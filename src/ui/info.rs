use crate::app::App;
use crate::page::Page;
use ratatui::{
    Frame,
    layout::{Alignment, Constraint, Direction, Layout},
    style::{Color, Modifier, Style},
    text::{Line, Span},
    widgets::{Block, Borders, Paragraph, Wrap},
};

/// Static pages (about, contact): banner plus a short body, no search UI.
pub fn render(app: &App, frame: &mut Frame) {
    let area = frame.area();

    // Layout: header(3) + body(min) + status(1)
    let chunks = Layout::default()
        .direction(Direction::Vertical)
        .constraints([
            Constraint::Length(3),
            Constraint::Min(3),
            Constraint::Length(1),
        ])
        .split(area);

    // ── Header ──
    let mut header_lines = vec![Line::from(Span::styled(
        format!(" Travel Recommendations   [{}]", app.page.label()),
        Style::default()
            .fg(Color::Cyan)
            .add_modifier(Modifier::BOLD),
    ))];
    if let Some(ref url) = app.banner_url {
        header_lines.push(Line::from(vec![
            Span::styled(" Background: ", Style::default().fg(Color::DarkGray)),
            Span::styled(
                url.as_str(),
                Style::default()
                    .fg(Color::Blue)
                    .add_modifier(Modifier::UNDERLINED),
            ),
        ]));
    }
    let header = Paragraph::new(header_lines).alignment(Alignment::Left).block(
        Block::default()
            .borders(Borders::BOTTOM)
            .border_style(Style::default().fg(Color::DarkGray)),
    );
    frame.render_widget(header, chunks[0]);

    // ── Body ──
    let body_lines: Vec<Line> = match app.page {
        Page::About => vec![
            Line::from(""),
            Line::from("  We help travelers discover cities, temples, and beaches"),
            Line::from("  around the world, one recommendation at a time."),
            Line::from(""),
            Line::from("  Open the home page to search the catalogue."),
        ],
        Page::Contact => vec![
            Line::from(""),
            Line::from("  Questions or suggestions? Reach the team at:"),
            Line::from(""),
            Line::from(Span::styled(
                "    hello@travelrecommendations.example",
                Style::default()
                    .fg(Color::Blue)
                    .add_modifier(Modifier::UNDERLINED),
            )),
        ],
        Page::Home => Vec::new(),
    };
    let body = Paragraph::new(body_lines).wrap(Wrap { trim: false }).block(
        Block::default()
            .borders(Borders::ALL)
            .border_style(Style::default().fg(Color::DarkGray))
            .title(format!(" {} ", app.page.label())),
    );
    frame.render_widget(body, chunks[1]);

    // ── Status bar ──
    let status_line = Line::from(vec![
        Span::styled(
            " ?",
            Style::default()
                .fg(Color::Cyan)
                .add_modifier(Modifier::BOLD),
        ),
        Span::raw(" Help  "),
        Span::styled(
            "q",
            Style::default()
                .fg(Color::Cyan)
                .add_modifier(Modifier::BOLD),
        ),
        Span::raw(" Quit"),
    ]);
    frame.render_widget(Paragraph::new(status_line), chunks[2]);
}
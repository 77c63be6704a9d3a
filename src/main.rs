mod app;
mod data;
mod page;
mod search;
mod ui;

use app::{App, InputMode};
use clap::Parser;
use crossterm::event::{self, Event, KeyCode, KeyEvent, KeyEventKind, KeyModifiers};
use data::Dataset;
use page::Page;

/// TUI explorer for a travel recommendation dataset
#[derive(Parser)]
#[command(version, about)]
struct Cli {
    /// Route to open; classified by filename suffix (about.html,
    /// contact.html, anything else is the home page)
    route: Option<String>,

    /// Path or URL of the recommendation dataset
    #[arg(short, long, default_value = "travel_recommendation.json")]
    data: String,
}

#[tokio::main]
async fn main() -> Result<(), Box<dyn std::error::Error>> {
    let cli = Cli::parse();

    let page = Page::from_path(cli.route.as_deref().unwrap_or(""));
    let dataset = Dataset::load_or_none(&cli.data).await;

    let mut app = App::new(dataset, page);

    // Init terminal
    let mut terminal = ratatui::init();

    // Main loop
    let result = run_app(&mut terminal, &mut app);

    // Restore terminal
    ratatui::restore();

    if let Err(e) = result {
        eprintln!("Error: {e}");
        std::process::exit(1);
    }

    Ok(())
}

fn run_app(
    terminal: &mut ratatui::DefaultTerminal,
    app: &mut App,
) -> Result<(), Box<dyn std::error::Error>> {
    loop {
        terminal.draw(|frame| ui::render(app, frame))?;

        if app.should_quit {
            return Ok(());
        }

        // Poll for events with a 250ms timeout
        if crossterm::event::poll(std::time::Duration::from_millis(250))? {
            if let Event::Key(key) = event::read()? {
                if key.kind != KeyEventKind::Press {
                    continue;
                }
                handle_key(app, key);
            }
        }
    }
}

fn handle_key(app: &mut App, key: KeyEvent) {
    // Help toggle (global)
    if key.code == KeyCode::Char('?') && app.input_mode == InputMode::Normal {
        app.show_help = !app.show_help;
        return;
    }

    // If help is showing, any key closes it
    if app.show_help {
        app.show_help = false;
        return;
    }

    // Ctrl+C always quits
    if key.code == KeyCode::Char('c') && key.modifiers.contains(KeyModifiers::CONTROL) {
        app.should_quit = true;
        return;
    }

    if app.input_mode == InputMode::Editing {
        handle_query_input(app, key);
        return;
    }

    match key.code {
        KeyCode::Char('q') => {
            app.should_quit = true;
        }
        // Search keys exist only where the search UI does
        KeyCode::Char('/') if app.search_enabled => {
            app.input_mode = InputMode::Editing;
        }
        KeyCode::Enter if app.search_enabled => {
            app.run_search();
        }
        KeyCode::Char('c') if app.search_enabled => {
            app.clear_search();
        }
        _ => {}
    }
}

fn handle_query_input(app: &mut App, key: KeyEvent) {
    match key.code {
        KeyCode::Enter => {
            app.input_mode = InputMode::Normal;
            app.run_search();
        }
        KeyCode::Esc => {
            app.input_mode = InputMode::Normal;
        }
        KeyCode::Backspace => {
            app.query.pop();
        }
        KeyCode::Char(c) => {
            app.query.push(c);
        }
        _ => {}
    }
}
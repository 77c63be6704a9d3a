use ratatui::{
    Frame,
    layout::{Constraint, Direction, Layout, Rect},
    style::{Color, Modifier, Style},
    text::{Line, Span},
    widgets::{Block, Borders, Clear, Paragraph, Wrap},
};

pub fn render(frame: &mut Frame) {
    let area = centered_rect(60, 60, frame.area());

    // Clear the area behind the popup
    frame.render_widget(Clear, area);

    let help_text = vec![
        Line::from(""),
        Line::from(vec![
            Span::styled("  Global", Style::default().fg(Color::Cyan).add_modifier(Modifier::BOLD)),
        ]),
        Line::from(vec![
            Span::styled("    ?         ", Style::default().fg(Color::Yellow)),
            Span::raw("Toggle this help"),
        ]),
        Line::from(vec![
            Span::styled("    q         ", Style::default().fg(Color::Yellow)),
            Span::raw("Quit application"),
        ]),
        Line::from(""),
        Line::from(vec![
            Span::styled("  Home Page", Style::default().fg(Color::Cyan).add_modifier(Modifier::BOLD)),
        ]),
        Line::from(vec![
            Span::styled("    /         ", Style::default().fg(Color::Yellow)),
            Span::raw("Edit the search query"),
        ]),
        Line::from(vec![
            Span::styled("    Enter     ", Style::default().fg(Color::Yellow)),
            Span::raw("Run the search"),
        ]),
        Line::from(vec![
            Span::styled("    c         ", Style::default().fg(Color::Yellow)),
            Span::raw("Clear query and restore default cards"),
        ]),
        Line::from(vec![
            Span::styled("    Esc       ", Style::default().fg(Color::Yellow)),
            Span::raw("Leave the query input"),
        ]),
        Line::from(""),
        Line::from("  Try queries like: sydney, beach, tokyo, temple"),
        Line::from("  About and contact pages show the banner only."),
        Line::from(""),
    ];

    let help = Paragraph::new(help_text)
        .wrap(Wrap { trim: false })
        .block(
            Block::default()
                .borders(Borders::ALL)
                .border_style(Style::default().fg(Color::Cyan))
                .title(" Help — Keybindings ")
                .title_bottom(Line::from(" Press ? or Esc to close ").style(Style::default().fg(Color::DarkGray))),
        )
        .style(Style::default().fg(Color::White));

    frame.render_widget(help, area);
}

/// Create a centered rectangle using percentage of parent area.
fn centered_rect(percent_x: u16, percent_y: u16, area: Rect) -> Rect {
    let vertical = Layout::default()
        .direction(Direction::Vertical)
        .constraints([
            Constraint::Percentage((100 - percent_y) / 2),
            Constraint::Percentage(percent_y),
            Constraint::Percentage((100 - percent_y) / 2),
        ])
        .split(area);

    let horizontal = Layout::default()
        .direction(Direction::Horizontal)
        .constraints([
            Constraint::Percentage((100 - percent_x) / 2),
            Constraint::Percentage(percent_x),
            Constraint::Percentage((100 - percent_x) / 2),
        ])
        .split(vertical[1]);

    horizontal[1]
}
* * *
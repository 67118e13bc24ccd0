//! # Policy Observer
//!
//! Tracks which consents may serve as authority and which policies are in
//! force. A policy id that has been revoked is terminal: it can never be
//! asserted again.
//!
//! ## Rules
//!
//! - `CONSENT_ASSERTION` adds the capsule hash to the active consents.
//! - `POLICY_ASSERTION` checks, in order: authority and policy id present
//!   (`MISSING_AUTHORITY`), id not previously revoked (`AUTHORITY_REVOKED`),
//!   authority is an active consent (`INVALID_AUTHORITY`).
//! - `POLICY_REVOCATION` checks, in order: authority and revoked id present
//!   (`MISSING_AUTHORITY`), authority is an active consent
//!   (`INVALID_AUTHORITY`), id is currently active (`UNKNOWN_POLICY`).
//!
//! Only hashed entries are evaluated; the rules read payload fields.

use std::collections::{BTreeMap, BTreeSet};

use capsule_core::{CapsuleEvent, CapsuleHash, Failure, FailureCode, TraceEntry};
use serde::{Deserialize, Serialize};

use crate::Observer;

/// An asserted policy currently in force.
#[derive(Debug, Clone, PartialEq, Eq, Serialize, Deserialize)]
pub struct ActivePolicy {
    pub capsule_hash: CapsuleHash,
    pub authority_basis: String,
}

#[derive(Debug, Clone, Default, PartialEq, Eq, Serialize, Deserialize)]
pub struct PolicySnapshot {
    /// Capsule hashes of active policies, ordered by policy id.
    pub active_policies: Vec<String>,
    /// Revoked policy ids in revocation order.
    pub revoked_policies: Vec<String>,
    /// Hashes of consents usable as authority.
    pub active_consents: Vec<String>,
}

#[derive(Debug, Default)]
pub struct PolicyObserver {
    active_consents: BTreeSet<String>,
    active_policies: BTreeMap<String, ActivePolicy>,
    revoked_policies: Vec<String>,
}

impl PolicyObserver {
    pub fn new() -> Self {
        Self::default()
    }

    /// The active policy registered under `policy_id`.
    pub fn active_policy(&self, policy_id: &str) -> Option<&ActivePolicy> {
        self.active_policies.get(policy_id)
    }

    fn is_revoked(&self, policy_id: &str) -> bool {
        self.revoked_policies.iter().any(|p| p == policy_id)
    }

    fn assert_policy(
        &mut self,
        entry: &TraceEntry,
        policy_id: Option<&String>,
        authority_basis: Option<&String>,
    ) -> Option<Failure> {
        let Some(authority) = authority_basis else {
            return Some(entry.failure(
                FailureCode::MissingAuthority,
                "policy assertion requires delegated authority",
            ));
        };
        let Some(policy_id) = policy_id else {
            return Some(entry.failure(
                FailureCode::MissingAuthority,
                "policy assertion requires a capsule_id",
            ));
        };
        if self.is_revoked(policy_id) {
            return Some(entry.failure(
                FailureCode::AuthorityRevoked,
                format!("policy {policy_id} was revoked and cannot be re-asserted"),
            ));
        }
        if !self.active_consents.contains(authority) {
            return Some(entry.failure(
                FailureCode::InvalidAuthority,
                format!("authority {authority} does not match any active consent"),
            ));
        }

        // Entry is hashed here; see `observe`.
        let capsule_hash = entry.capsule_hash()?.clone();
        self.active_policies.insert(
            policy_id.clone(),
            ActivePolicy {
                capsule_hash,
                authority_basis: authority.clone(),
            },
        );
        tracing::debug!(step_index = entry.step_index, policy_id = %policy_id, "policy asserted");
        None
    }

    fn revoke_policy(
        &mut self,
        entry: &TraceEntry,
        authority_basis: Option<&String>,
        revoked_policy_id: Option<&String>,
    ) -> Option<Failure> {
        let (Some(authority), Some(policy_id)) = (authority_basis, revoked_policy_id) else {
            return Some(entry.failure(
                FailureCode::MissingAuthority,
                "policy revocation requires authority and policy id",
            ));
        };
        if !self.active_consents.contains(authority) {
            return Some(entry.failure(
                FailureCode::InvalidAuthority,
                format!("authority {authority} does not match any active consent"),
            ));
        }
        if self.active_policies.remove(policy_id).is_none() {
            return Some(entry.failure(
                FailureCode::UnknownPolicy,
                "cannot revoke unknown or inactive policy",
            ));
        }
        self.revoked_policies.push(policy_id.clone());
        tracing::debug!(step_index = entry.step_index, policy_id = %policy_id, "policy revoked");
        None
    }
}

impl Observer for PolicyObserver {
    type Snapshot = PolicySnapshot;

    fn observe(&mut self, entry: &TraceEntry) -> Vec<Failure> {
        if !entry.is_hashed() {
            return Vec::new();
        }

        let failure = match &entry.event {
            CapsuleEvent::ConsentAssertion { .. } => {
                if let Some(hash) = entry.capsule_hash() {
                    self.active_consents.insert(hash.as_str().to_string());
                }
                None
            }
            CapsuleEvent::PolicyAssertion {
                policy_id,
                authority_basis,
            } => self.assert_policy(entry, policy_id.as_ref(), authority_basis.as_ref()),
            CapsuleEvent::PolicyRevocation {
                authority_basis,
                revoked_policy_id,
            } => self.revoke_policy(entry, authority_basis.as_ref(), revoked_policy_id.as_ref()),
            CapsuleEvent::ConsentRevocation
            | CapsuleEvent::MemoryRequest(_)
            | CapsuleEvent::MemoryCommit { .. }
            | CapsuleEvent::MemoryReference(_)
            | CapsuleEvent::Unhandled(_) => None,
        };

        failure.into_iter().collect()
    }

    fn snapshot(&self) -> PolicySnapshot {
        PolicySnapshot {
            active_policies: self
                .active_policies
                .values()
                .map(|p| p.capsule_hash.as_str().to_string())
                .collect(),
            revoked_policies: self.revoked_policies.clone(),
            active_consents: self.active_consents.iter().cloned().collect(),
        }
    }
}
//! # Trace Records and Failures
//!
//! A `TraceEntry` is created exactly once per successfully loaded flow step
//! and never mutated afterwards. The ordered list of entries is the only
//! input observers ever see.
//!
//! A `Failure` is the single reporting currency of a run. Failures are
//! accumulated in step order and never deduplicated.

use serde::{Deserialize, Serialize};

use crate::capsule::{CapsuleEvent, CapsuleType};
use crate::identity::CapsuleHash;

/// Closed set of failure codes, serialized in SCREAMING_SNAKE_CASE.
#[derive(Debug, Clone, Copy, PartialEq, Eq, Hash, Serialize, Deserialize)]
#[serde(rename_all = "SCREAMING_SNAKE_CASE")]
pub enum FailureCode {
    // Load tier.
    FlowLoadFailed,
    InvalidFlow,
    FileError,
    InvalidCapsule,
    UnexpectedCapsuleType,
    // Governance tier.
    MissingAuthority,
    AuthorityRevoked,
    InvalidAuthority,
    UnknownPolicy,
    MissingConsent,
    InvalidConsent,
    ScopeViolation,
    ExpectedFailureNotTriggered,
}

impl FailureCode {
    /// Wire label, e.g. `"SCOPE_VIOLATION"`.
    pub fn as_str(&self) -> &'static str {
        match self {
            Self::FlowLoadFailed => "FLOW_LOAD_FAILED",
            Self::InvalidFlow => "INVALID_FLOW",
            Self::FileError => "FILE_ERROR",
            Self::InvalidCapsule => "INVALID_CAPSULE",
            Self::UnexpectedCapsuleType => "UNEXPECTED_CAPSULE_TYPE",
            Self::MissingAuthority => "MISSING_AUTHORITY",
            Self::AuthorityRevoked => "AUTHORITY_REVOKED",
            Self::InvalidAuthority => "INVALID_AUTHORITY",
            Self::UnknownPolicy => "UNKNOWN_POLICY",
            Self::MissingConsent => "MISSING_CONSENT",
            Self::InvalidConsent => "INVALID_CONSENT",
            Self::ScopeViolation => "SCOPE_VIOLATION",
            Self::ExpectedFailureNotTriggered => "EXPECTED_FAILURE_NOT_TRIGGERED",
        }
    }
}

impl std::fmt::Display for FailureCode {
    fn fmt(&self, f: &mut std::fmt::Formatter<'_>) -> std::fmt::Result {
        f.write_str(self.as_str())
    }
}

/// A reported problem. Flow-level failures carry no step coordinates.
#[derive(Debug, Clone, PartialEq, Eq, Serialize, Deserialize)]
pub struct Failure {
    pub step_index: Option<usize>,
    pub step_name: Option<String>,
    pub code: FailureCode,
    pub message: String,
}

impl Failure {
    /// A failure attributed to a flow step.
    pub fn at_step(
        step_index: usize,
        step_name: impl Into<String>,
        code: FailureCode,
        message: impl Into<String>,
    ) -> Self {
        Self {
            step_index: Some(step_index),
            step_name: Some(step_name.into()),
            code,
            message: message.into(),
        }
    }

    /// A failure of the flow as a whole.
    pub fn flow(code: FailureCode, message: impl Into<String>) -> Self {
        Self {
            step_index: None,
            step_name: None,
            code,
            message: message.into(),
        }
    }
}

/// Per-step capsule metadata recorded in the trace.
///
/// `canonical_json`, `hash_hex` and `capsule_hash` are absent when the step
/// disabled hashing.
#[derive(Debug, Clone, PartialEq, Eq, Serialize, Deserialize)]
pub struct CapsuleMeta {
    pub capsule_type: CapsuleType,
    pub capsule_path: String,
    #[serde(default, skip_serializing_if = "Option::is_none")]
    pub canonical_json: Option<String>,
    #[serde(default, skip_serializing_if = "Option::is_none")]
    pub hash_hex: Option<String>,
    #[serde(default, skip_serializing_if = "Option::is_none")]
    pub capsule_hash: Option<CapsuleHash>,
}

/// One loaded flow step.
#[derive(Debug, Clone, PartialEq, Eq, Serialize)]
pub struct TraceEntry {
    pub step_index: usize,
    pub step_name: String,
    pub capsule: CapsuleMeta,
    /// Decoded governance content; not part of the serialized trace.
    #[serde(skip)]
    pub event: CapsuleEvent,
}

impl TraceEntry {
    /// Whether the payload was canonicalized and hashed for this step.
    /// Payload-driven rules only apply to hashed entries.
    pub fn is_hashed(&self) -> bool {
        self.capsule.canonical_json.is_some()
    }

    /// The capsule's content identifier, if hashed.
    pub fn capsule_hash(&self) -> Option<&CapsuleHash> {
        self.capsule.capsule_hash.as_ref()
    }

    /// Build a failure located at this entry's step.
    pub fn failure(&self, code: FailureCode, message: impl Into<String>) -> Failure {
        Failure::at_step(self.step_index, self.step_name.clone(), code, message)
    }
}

WHAT IS BEING ASKED: The string "PolicyObserver" shows up in some lines of the listing. Copy each such line.

ANSWER TO THIS PROBLEM:
pub struct PolicyObserver {
impl PolicyObserver {
impl Observer for PolicyObserver {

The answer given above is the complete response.